*** Excerpted records ***
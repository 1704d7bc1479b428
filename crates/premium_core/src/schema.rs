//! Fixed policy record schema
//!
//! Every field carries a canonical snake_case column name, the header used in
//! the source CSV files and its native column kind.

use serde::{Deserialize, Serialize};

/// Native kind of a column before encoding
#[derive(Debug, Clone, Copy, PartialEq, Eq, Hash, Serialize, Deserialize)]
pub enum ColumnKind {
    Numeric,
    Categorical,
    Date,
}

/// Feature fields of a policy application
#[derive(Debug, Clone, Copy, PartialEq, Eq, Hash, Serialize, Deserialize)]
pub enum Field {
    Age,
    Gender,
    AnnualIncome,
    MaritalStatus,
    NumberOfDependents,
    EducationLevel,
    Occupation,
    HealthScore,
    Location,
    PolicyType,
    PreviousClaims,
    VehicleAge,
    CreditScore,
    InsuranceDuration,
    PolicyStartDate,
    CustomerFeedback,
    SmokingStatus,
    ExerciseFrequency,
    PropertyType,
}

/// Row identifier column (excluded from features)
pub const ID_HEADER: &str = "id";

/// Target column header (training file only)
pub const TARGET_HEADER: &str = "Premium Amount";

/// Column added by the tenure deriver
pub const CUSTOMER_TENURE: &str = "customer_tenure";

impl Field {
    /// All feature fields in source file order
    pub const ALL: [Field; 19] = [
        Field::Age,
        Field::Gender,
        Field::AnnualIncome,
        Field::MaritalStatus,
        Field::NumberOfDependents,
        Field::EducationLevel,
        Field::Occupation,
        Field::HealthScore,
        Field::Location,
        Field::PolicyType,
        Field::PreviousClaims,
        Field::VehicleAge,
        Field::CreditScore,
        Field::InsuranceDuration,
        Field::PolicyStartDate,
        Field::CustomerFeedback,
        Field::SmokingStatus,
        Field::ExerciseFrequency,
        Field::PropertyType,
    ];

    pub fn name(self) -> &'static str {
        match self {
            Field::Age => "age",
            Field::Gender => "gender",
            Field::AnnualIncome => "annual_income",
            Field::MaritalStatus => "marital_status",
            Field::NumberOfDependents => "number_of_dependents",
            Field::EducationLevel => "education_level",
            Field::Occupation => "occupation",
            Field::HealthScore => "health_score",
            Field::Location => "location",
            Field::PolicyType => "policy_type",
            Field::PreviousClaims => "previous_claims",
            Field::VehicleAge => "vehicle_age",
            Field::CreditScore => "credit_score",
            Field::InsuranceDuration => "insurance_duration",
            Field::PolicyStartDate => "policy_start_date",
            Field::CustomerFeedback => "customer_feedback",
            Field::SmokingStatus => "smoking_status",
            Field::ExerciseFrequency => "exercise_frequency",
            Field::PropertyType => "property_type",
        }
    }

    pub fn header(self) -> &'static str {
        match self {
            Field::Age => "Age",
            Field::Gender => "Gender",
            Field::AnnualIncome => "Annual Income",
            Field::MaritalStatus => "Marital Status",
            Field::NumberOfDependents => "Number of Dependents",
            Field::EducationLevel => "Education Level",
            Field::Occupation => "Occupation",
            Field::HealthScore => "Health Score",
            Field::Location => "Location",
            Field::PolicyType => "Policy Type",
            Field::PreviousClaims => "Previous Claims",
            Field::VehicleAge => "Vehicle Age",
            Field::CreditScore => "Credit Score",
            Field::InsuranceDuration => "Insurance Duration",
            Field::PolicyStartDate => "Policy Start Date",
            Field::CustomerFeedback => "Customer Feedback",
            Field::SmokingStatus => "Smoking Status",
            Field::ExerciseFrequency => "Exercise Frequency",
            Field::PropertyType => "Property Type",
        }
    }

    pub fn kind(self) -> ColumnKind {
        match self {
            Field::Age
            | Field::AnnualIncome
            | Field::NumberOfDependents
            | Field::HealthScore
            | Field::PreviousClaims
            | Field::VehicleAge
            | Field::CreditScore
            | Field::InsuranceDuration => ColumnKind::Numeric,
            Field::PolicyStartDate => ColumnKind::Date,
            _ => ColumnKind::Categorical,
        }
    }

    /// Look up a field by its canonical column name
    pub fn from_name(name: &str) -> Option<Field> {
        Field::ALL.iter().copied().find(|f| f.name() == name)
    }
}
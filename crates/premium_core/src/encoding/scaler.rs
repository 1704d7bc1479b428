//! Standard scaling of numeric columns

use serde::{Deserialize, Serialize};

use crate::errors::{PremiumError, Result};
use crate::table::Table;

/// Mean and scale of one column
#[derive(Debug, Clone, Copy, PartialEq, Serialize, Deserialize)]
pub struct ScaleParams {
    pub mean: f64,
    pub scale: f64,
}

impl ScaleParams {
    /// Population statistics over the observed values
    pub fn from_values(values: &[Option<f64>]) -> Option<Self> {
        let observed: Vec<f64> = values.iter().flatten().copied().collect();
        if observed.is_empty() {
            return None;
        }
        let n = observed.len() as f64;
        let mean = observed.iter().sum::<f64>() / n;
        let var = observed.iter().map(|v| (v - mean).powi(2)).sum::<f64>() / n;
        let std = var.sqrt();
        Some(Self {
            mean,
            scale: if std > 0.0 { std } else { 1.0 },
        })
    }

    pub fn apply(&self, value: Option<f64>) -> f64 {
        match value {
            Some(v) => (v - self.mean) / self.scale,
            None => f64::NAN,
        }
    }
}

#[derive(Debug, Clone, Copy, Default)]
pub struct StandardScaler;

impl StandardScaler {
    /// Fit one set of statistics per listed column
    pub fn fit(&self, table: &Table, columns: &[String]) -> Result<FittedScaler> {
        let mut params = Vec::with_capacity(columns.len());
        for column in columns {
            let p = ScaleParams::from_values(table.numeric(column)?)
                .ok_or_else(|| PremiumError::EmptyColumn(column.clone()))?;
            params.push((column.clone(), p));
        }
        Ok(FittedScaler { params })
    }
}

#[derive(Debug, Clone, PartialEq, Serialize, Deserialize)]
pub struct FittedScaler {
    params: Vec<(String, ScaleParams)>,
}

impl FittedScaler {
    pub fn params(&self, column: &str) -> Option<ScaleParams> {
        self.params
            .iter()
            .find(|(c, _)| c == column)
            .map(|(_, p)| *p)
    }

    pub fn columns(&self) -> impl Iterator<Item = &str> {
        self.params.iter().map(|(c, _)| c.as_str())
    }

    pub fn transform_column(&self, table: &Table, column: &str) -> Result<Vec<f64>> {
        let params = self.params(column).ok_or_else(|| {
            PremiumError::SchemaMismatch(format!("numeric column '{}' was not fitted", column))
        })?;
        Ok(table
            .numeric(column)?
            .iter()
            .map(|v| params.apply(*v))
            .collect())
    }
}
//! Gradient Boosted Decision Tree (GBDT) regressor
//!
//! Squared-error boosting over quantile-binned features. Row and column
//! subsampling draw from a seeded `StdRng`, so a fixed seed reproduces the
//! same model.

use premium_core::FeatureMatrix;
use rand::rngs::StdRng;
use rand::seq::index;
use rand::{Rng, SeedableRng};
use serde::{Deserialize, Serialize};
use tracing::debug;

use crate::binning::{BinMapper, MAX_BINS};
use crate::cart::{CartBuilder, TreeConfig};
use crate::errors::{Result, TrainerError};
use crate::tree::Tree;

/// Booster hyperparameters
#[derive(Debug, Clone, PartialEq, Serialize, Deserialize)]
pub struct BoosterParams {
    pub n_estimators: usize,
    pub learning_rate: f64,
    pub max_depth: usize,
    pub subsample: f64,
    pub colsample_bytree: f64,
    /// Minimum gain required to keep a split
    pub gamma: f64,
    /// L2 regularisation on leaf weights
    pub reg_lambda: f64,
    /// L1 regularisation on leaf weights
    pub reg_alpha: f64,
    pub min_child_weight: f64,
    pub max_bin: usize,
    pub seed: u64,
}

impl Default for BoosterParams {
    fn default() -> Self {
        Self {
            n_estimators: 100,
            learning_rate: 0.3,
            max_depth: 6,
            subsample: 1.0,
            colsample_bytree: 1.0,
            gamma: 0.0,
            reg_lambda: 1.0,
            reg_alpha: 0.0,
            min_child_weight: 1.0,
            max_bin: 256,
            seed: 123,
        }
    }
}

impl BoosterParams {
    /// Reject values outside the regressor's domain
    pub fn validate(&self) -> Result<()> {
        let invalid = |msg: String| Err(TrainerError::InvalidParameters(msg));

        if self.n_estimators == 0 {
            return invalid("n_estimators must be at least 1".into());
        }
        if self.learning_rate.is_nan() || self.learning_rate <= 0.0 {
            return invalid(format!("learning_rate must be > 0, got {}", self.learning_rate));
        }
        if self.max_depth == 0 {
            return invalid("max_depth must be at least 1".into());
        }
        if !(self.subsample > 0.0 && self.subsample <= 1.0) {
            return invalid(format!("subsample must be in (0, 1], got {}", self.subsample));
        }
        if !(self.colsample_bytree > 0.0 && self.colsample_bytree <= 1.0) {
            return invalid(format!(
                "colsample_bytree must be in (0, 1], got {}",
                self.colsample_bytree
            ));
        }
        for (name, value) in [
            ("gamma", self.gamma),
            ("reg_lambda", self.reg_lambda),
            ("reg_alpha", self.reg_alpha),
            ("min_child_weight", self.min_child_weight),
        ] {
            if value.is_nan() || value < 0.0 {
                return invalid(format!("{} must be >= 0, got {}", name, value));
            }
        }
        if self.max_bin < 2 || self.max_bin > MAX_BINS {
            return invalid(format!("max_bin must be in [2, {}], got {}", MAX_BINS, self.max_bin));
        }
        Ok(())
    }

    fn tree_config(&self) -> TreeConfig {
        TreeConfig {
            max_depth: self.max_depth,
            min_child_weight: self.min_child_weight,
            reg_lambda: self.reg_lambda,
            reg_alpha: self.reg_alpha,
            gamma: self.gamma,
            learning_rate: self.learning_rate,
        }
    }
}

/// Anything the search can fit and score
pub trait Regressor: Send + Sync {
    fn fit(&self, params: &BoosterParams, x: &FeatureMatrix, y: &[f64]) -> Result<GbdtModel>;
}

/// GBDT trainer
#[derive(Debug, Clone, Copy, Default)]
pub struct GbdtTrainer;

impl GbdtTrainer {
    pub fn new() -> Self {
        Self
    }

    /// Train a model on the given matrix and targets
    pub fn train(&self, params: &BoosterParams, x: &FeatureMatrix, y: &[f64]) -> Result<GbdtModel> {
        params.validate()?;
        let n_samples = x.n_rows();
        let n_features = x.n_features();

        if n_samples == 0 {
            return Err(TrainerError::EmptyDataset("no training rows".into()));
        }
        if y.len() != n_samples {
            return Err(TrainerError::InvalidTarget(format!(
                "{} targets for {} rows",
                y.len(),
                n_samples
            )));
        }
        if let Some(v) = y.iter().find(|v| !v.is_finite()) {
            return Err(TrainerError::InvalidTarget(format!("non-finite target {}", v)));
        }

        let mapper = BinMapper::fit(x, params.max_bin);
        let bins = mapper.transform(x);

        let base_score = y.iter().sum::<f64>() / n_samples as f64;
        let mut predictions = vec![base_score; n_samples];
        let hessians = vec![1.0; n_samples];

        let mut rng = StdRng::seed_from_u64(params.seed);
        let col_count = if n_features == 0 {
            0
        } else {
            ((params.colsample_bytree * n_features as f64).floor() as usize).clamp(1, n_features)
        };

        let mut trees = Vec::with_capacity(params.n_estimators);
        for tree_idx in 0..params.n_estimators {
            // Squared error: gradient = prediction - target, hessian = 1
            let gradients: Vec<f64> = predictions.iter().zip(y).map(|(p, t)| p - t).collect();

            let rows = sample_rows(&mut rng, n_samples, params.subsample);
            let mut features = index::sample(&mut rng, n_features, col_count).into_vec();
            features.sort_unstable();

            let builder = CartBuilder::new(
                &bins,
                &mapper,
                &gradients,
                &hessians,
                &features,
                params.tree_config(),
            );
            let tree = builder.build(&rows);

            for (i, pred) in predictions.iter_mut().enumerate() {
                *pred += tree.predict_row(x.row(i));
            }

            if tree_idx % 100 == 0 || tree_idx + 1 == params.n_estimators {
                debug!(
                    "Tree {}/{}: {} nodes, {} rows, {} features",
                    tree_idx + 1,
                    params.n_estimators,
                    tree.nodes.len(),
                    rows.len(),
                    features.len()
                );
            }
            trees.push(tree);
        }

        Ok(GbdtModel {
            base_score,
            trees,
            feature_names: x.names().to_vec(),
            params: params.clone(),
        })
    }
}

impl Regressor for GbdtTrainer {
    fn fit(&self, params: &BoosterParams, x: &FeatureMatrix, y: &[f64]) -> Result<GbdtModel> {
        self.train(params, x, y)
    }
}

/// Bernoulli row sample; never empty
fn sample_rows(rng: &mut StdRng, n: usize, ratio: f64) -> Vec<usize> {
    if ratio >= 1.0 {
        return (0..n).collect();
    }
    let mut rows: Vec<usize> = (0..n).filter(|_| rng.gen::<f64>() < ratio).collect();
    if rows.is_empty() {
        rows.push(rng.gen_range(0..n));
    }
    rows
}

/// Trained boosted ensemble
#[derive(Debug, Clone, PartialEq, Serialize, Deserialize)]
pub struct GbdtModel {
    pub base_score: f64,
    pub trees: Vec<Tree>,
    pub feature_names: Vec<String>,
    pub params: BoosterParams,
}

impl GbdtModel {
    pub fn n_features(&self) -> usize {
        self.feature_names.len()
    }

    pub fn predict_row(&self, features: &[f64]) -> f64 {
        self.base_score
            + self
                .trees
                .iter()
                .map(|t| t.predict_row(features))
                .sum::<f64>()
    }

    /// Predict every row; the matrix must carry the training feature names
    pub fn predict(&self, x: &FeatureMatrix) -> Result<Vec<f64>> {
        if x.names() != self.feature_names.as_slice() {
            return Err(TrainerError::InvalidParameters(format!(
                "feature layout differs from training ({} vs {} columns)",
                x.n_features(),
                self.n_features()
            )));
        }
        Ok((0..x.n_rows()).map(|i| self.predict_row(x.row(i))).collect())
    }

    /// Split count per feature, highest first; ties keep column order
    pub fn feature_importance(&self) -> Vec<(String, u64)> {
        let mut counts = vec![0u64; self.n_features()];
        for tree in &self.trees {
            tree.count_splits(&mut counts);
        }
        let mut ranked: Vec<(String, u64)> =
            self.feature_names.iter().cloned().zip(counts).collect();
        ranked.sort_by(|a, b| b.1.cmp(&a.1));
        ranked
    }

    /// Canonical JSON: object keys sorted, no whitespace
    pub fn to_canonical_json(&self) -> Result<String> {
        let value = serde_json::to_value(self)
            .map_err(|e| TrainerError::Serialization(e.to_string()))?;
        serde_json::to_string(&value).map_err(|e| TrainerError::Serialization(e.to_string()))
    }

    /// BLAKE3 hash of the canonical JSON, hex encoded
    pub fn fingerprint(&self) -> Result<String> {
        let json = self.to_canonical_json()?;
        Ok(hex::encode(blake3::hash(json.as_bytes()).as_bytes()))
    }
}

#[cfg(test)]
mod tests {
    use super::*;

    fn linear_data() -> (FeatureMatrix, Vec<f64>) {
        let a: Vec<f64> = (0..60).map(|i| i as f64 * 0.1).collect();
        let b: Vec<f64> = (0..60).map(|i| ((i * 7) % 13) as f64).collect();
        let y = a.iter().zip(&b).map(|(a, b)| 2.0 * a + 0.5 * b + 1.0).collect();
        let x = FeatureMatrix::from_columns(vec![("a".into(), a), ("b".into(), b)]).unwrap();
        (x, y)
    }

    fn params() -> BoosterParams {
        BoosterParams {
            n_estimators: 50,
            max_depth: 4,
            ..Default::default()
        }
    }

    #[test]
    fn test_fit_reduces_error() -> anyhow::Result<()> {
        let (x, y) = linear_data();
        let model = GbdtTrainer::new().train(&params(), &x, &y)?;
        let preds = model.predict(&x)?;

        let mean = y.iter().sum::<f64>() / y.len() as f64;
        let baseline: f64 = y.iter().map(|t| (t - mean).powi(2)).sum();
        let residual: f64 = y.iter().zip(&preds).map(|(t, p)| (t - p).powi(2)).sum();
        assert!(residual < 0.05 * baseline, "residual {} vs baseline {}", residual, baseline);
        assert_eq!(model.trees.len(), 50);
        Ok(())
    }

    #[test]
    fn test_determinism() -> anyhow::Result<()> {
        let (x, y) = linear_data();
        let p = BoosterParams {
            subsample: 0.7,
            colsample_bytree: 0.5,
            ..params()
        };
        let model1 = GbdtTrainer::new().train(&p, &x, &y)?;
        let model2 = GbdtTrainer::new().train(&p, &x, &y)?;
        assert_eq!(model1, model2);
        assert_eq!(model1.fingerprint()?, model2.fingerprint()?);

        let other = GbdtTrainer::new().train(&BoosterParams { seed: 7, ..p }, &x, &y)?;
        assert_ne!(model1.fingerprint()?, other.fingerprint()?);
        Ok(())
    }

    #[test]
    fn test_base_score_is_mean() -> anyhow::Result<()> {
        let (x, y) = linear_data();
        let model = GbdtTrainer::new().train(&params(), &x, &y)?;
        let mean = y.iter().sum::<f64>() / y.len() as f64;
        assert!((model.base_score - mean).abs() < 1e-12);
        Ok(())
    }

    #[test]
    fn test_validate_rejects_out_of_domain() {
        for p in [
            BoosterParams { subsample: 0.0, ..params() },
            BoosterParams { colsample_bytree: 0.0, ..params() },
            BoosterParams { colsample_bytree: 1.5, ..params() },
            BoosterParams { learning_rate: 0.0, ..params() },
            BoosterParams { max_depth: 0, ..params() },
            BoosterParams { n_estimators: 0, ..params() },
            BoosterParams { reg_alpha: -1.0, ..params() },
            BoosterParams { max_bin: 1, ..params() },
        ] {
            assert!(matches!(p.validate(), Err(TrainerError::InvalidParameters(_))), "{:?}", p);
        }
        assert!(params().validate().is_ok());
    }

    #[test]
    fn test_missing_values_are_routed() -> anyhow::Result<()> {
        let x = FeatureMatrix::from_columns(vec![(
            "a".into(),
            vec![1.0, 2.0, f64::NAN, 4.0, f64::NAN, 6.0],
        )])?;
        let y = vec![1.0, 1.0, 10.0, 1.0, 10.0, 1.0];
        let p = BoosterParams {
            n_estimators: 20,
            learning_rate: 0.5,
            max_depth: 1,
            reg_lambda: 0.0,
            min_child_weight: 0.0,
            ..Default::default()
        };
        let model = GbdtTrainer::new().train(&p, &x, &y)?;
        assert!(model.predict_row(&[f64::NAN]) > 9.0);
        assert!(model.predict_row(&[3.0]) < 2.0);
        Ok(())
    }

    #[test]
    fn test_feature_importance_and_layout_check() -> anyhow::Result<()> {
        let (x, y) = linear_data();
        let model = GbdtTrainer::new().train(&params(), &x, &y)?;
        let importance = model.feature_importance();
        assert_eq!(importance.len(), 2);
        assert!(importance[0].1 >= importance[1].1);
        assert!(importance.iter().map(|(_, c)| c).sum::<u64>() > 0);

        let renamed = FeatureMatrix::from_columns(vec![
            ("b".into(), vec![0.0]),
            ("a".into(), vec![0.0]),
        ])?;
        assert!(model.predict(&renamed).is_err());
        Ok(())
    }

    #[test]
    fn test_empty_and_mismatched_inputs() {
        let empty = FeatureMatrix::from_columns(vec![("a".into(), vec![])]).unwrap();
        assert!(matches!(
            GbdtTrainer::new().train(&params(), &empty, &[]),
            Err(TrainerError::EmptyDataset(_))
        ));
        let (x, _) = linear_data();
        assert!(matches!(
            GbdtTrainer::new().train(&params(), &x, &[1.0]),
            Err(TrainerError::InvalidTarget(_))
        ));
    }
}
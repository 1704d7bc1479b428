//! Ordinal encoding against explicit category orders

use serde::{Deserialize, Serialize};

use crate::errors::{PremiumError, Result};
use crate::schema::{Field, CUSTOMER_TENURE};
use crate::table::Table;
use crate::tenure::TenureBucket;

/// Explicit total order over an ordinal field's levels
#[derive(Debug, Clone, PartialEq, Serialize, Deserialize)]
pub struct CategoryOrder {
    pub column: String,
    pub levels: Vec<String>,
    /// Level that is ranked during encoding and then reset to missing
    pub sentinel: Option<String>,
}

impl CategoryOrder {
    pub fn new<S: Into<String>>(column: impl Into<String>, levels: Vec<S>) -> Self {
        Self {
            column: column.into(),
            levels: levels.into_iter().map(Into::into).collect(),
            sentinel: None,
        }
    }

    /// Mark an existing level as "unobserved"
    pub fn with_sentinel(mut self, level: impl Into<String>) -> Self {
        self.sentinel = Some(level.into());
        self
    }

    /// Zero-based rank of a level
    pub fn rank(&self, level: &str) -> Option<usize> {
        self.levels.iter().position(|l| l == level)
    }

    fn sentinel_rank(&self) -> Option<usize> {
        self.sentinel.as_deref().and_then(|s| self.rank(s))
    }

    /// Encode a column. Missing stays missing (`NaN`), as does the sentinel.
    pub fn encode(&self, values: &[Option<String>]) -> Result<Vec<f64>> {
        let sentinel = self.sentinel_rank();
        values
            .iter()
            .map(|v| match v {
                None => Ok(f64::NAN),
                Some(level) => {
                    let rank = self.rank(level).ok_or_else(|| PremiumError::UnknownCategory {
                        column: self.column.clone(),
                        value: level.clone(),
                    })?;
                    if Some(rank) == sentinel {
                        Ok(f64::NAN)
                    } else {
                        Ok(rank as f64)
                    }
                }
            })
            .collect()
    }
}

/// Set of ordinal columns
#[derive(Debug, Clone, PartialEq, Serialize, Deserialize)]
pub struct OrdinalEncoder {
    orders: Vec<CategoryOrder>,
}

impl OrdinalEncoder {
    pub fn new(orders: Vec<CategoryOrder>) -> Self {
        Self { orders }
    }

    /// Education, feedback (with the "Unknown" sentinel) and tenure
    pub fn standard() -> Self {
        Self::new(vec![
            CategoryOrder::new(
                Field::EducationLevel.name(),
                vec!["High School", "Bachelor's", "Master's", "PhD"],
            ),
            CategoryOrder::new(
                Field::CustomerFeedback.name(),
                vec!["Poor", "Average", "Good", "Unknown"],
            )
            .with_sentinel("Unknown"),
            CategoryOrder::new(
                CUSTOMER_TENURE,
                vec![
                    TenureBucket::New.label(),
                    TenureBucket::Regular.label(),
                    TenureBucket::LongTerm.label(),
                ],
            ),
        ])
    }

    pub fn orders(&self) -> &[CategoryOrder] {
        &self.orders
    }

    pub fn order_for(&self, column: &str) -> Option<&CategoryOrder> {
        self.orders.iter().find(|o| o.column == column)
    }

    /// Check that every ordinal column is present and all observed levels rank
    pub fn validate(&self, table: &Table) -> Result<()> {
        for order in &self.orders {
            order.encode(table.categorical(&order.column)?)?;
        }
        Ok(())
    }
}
*** End of Excerpted records ***
__Required action__
Where a line of the data holds the word "source", copy that line.

__Finished task__
//! the source CSV files and its native column kind.
    /// All feature fields in source file order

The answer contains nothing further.